Binkley shifted his efforts to the 2024 Nevada Republican presidential caucuses, where he was the only registered opposition to Donald Trump, since Nikki Haley is instead competing in the 2024 Nevada Republican presidential primary. Binkley shifted his message away from religious social conservative issues to a more financially conservative position to appeal to the more libertarian-minded voters of Nevada, stating that if is elected president he would balance the budget and pay off all foreign debt in one term. A report in The Nevada Independent on January 24 predicted that he would not do much better than he did in New Hampshire.

As of January 24, Binkley had spent $8 million of his own money to fund his campaign.
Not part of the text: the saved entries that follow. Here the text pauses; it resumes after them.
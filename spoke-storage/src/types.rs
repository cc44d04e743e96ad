//! Entity types for the schema registry storage core.
//!
//! Responsibilities:
//! - Define the Module / ModuleVersion / VersionFile / VersionDependency
//!   records exchanged through the storage facade.
//! - Enforce the identifier grammar for module names, version tags and
//!   file paths before anything reaches a backend.
//! - Encode file content for the interchange boundary: UTF-8 for text
//!   subtypes, base64 for everything else.
//!
//! Timestamps are UTC and serialize as RFC 3339 through chrono's serde
//! support. Entities are plain serde records so every backend (filesystem
//! JSON manifests, relational rows, cache payloads) shares one encoding.

use crate::errors::StorageError;
use base64::engine::general_purpose::STANDARD as BASE64;
use base64::Engine as _;
use bytes::Bytes;
use chrono::{DateTime, Utc};
use serde::{Deserialize, Serialize};
use std::collections::HashSet;
use std::fmt;

/// Maximum byte length of a module name.
pub const MAX_MODULE_NAME_LEN: usize = 128;
/// Maximum byte length of a version tag.
pub const MAX_VERSION_LEN: usize = 128;
/// Maximum byte length of a file path within a version.
pub const MAX_FILE_PATH_LEN: usize = 512;

/// A named, mutable namespace containing an ordered history of versions.
#[derive(Debug, Clone, PartialEq, Serialize, Deserialize)]
pub struct Module {
    pub name: String,
    #[serde(default)]
    pub display_name: String,
    #[serde(default)]
    pub description: String,
    pub created_at: DateTime<Utc>,
    pub updated_at: DateTime<Utc>,
}

/// Input record for `CreateModule`.
#[derive(Debug, Clone, PartialEq, Serialize, Deserialize)]
pub struct NewModule {
    pub name: String,
    #[serde(default)]
    pub display_name: String,
    #[serde(default)]
    pub description: String,
}

impl NewModule {
    pub fn validate(&self) -> Result<(), StorageError> {
        validate_module_name(&self.name)
    }
}

/// Mutable module metadata for `UpdateModule`. `None` leaves a field
/// untouched.
#[derive(Debug, Clone, Default, PartialEq, Serialize, Deserialize)]
pub struct ModuleUpdate {
    #[serde(default)]
    pub display_name: Option<String>,
    #[serde(default)]
    pub description: Option<String>,
}

impl ModuleUpdate {
    pub fn is_empty(&self) -> bool {
        self.display_name.is_none() && self.description.is_none()
    }
}

/// Lifecycle state of a version. Transitions are strictly forward;
/// a version never returns to an earlier state.
#[derive(Debug, Clone, Copy, PartialEq, Eq, Hash, Serialize, Deserialize)]
#[serde(rename_all = "lowercase")]
pub enum VersionState {
    Draft,
    Published,
    Deprecated,
    Archived,
}

impl Default for VersionState {
    fn default() -> Self {
        VersionState::Published
    }
}

impl VersionState {
    fn rank(self) -> u8 {
        match self {
            VersionState::Draft => 0,
            VersionState::Published => 1,
            VersionState::Deprecated => 2,
            VersionState::Archived => 3,
        }
    }

    /// Forward-only transition rule. Skipping states is allowed, going
    /// back or standing still is not.
    pub fn can_transition_to(self, next: VersionState) -> bool {
        next.rank() > self.rank()
    }

    /// Whether the file set of a version in this state is frozen.
    pub fn is_frozen(self) -> bool {
        self.rank() >= VersionState::Published.rank()
    }

    pub fn as_str(self) -> &'static str {
        match self {
            VersionState::Draft => "draft",
            VersionState::Published => "published",
            VersionState::Deprecated => "deprecated",
            VersionState::Archived => "archived",
        }
    }

    pub fn parse(s: &str) -> Option<VersionState> {
        match s {
            "draft" => Some(VersionState::Draft),
            "published" => Some(VersionState::Published),
            "deprecated" => Some(VersionState::Deprecated),
            "archived" => Some(VersionState::Archived),
            _ => None,
        }
    }
}

impl fmt::Display for VersionState {
    fn fmt(&self, f: &mut fmt::Formatter<'_>) -> fmt::Result {
        f.write_str(self.as_str())
    }
}

/// An immutable, tagged snapshot of a module's schema.
#[derive(Debug, Clone, PartialEq, Serialize, Deserialize)]
pub struct ModuleVersion {
    pub module_name: String,
    pub version: String,
    #[serde(default)]
    pub state: VersionState,
    #[serde(default)]
    pub files: Vec<VersionFile>,
    #[serde(default)]
    pub dependencies: Vec<VersionDependency>,
    pub created_at: DateTime<Utc>,
    pub updated_at: DateTime<Utc>,
}

impl ModuleVersion {
    /// Copy without file and dependency payloads, for listings.
    pub fn summary(&self) -> ModuleVersion {
        ModuleVersion {
            module_name: self.module_name.clone(),
            version: self.version.clone(),
            state: self.state,
            files: Vec::new(),
            dependencies: Vec::new(),
            created_at: self.created_at,
            updated_at: self.updated_at,
        }
    }
}

/// A path + content pair belonging to one version. `content` is attached
/// lazily; listings and version manifests carry metadata only.
#[derive(Debug, Clone, PartialEq, Serialize, Deserialize)]
pub struct VersionFile {
    pub path: String,
    pub content_hash: String,
    #[serde(default = "default_content_type")]
    pub content_type: String,
    pub size: u64,
    #[serde(default, skip_serializing_if = "Option::is_none")]
    pub content: Option<FileContent>,
}

/// A declared dependency of a version on another module's version.
#[derive(Debug, Clone, PartialEq, Serialize, Deserialize)]
pub struct VersionDependency {
    pub module_name: String,
    pub version: String,
    #[serde(default, skip_serializing_if = "Option::is_none")]
    pub import_path: Option<String>,
}

/// One node of a resolved dependency tree: a version plus the fully
/// resolved trees of its declared dependencies. Versions are immutable,
/// so a tree is stable once its root version exists.
#[derive(Debug, Clone, PartialEq, Serialize, Deserialize)]
pub struct DependencyNode {
    pub module_name: String,
    pub version: String,
    #[serde(default, skip_serializing_if = "Option::is_none")]
    pub import_path: Option<String>,
    #[serde(default)]
    pub dependencies: Vec<DependencyNode>,
}

/// Input record for `CreateVersion`. File hashes and sizes are computed
/// by the backend; callers provide paths and content.
#[derive(Debug, Clone, PartialEq, Serialize, Deserialize)]
pub struct NewVersion {
    pub module_name: String,
    pub version: String,
    #[serde(default)]
    pub state: VersionState,
    pub files: Vec<NewVersionFile>,
    #[serde(default)]
    pub dependencies: Vec<VersionDependency>,
}

#[derive(Debug, Clone, PartialEq, Serialize, Deserialize)]
pub struct NewVersionFile {
    pub path: String,
    #[serde(default = "default_content_type")]
    pub content_type: String,
    pub content: FileContent,
}

impl NewVersion {
    pub fn validate(&self) -> Result<(), StorageError> {
        validate_module_name(&self.module_name)?;
        validate_version_tag(&self.version)?;
        if self.files.is_empty() {
            return Err(StorageError::InvalidArgument(
                "a version must contain at least one file".to_string(),
            ));
        }
        let mut seen = HashSet::new();
        for file in &self.files {
            validate_file_path(&file.path)?;
            if !seen.insert(file.path.as_str()) {
                return Err(StorageError::InvalidArgument(format!(
                    "duplicate file path: {}",
                    file.path
                )));
            }
        }
        let mut dep_seen = HashSet::new();
        for dep in &self.dependencies {
            validate_module_name(&dep.module_name)?;
            validate_version_tag(&dep.version)?;
            if !dep_seen.insert((dep.module_name.as_str(), dep.import_path.as_deref())) {
                return Err(StorageError::InvalidArgument(format!(
                    "duplicate dependency on module {}",
                    dep.module_name
                )));
            }
        }
        Ok(())
    }
}

/// Mutable version fields for `UpdateVersion`. The file set is never
/// touched here.
#[derive(Debug, Clone, Default, PartialEq, Serialize, Deserialize)]
pub struct VersionUpdate {
    #[serde(default)]
    pub state: Option<VersionState>,
}

/// File content at the interchange boundary. Text subtypes travel as
/// UTF-8, everything else as base64. The stores themselves always hold
/// raw bytes.
#[derive(Debug, Clone, PartialEq, Eq, Serialize, Deserialize)]
#[serde(tag = "encoding", content = "data", rename_all = "snake_case")]
pub enum FileContent {
    Utf8(String),
    Base64(String),
}

impl FileContent {
    /// Choose the encoding from the content type, falling back to base64
    /// when the bytes are not valid UTF-8 regardless of the declared type.
    pub fn from_bytes(content_type: &str, bytes: &[u8]) -> Self {
        if is_text_content_type(content_type) {
            if let Ok(text) = std::str::from_utf8(bytes) {
                return FileContent::Utf8(text.to_string());
            }
        }
        FileContent::Base64(BASE64.encode(bytes))
    }

    pub fn to_bytes(&self) -> Result<Bytes, StorageError> {
        match self {
            FileContent::Utf8(text) => Ok(Bytes::copy_from_slice(text.as_bytes())),
            FileContent::Base64(data) => BASE64
                .decode(data)
                .map(Bytes::from)
                .map_err(|e| StorageError::InvalidArgument(format!("malformed base64 content: {}", e))),
        }
    }
}

/// Whether a content type is exchanged as UTF-8 text.
pub fn is_text_content_type(content_type: &str) -> bool {
    let essence = content_type
        .split(';')
        .next()
        .unwrap_or(content_type)
        .trim()
        .to_ascii_lowercase();
    essence.starts_with("text/")
        || essence == "application/json"
        || essence == "application/x-protobuf"
        || essence.ends_with("+json")
        || essence.ends_with("+xml")
}

fn default_content_type() -> String {
    "text/plain".to_string()
}

/// Page selector for the paginated listings. Limits are clamped so a
/// single request cannot sweep the whole table.
#[derive(Debug, Clone, Copy, PartialEq, Eq, Serialize, Deserialize)]
pub struct PageRequest {
    pub limit: u32,
    pub offset: u64,
}

impl PageRequest {
    pub const DEFAULT_LIMIT: u32 = 50;
    pub const MAX_LIMIT: u32 = 1000;

    pub fn new(limit: u32, offset: u64) -> Self {
        Self { limit, offset }.normalized()
    }

    pub fn normalized(self) -> Self {
        let limit = if self.limit == 0 {
            Self::DEFAULT_LIMIT
        } else {
            self.limit.min(Self::MAX_LIMIT)
        };
        Self {
            limit,
            offset: self.offset,
        }
    }
}

impl Default for PageRequest {
    fn default() -> Self {
        Self {
            limit: Self::DEFAULT_LIMIT,
            offset: 0,
        }
    }
}

/// One page of results plus the total count under the same snapshot.
#[derive(Debug, Clone, PartialEq, Serialize, Deserialize)]
pub struct Page<T> {
    pub items: Vec<T>,
    pub total: u64,
    pub limit: u32,
    pub offset: u64,
}

/// Module names are lowercase identifiers: `[a-z0-9]` with interior
/// `.`, `_` or `-` separators, never at the edges.
pub fn validate_module_name(name: &str) -> Result<(), StorageError> {
    if name.is_empty() {
        return Err(StorageError::InvalidArgument(
            "module name must not be empty".to_string(),
        ));
    }
    if name.len() > MAX_MODULE_NAME_LEN {
        return Err(StorageError::InvalidArgument(format!(
            "module name exceeds {} bytes",
            MAX_MODULE_NAME_LEN
        )));
    }
    let bytes = name.as_bytes();
    let edge_ok = |b: u8| b.is_ascii_lowercase() || b.is_ascii_digit();
    if !edge_ok(bytes[0]) || !edge_ok(bytes[bytes.len() - 1]) {
        return Err(StorageError::InvalidArgument(format!(
            "module name must start and end with a lowercase letter or digit: {}",
            name
        )));
    }
    for &b in bytes {
        if !(edge_ok(b) || b == b'.' || b == b'_' || b == b'-') {
            return Err(StorageError::InvalidArgument(format!(
                "module name contains invalid character {:?}: {}",
                b as char, name
            )));
        }
    }
    Ok(())
}

/// Version tags are free-form-ish (typically semver): alphanumeric with
/// `.`, `+`, `_`, `-` separators, no slashes.
pub fn validate_version_tag(version: &str) -> Result<(), StorageError> {
    if version.is_empty() {
        return Err(StorageError::InvalidArgument(
            "version must not be empty".to_string(),
        ));
    }
    if version.len() > MAX_VERSION_LEN {
        return Err(StorageError::InvalidArgument(format!(
            "version exceeds {} bytes",
            MAX_VERSION_LEN
        )));
    }
    if !version.as_bytes()[0].is_ascii_alphanumeric() {
        return Err(StorageError::InvalidArgument(format!(
            "version must start with a letter or digit: {}",
            version
        )));
    }
    for &b in version.as_bytes() {
        if !(b.is_ascii_alphanumeric() || b == b'.' || b == b'+' || b == b'_' || b == b'-') {
            return Err(StorageError::InvalidArgument(format!(
                "version contains invalid character {:?}: {}",
                b as char, version
            )));
        }
    }
    Ok(())
}

/// File paths are relative POSIX paths: no leading `/`, no `.` or `..`
/// segments, no empty segments, no segment starting with a dot (dot
/// entries are reserved for driver-internal directories).
pub fn validate_file_path(path: &str) -> Result<(), StorageError> {
    if path.is_empty() {
        return Err(StorageError::InvalidArgument(
            "file path must not be empty".to_string(),
        ));
    }
    if path.len() > MAX_FILE_PATH_LEN {
        return Err(StorageError::InvalidArgument(format!(
            "file path exceeds {} bytes",
            MAX_FILE_PATH_LEN
        )));
    }
    if path.starts_with('/') {
        return Err(StorageError::InvalidArgument(format!(
            "file path must be relative: {}",
            path
        )));
    }
    if path.contains('\\') || path.contains('\0') {
        return Err(StorageError::InvalidArgument(format!(
            "file path contains forbidden characters: {}",
            path
        )));
    }
    for segment in path.split('/') {
        if segment.is_empty() {
            return Err(StorageError::InvalidArgument(format!(
                "file path contains an empty segment: {}",
                path
            )));
        }
        if segment.starts_with('.') {
            return Err(StorageError::InvalidArgument(format!(
                "file path segments must not start with a dot: {}",
                path
            )));
        }
    }
    Ok(())
}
Due to Binkley being Trump's only opponent, there was a spike in media interest in his campaign, with Newsweek, USA Today, and Deseret News running articles about him and his positions. Binkley received 536 votes in Nevada, or 0.9% of the vote, coming in a distant second place to Donald Trump with the remaining 99.1% or 59,545 votes. Binkley did not run in the Virgin Islands caucuses.

===South Carolina primary===

Binkley was one of five candidates on the 2024 South Carolina Republican presidential primary ballot. Binkley traveled to South Carolina a week ahead of the primary to campaign, starting on February 15, centering on his evangelical Protestant upbringing and job as a pastor, while also running on a platform of "reclaiming" cities and urban areas from the Democrats, stating that "[The Republican Party doesn't] have a message for the poor, immigrants, for the changing multicultural electorate for our country, which is growing, and young people. I do." Binkley would receive 527 votes, or 0.1% of the electorate.

===Michigan primary===

Binkley started campaigning on February 25 for the February 27 primary, prioritizing fiscal responsibility and paying off the national debt in his campaigning in the state. He suspended his campaign on the day of the Michigan primary and endorsed Trump.

==2026 congressional campaign==

On August 6, 2025, Binkley announced that he would run to represent Texas's 32nd congressional district in 2026. He finished a distant second to Jace Yarbrough in the Republican primary on March 3, 2026. Binkley and Yarbrough would have advanced to a runoff, but Binkley withdrew his candidacy two weeks later.

== Political views ==
=== Racial justice ===
Binkley participated in Iowa's Brown & Black Presidential Forum in January 2024, the only Republican candidate to do so. He said he attended because of a "deep need for reconciliation in our nation, not just politically, economically, but certainly racially." He also said the Republican Party needed better outreach to minorities, young voters, and major cities. In campaign stops, Binkley said Republicans should develop messages for "the poor, immigrants, [and] the changing multicultural electorate," and do more in urban areas. At the Iowa State Fair in August 2023, he noted that about 40% of Americans belong to a racial minority and urged the party to adapt.

=== Donald Trump ===
Binkley ran against Donald Trump in the 2024 Republican primaries. He announced his candidacy in April 2023 and said he could defeat Trump despite no prior elected office. His campaign focused on unity and bipartisanship. Binkley said no Republican since Ronald Reagan had bridged partisan divides and that Trump's leadership had not fixed issues like health care, support for the working poor, or national division. He said Trump's continued role would mean "the division in our country is going to continue," pointing to divisive rhetoric and lack of emphasis on unity. When Binkley suspended his 2024 campaign, he endorsed Trump.

==Personal life==
His wife, Ellie, was born in South Korea. The two were married at Victory World Church in Georgia in the late 1990s. They have five children. Binkley is a major donor to Baylor University, where two of his children attend.

In 2019, the Hugh O'Brian Youth Leadership Foundation awarded Binkley with the Albert Schweitzer Leadership Award for "exemplary leadership professionally and personally". Binkley and Generational Group have contributed donations to organizations supporting Dallas youth and families in Uganda and Tanzania. He has also received industry awards for his work with Generational Group.